[About this exercise]
Restate word for word the lines of the material below, from the line with "runtime can report." to the line with "an inconsistent state.", both lines included, and no others.

[Raw data]
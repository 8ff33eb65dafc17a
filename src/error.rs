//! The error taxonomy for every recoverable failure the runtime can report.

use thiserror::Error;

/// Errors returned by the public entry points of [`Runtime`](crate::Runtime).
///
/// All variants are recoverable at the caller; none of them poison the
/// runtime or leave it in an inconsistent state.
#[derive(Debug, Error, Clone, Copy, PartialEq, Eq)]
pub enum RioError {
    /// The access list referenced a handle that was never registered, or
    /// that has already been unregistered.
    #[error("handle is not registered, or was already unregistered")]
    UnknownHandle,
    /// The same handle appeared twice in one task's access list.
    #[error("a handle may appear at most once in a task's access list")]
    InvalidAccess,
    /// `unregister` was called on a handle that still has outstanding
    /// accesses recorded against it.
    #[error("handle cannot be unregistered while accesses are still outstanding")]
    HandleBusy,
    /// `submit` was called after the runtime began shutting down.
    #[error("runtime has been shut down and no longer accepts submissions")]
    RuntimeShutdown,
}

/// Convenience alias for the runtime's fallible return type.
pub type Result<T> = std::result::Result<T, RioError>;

[Task solution]
//! The error taxonomy for every recoverable failure the runtime can report.

use thiserror::Error;

/// Errors returned by the public entry points of [`Runtime`](crate::Runtime).
///
/// All variants are recoverable at the caller; none of them poison the
/// runtime or leave it in an inconsistent state.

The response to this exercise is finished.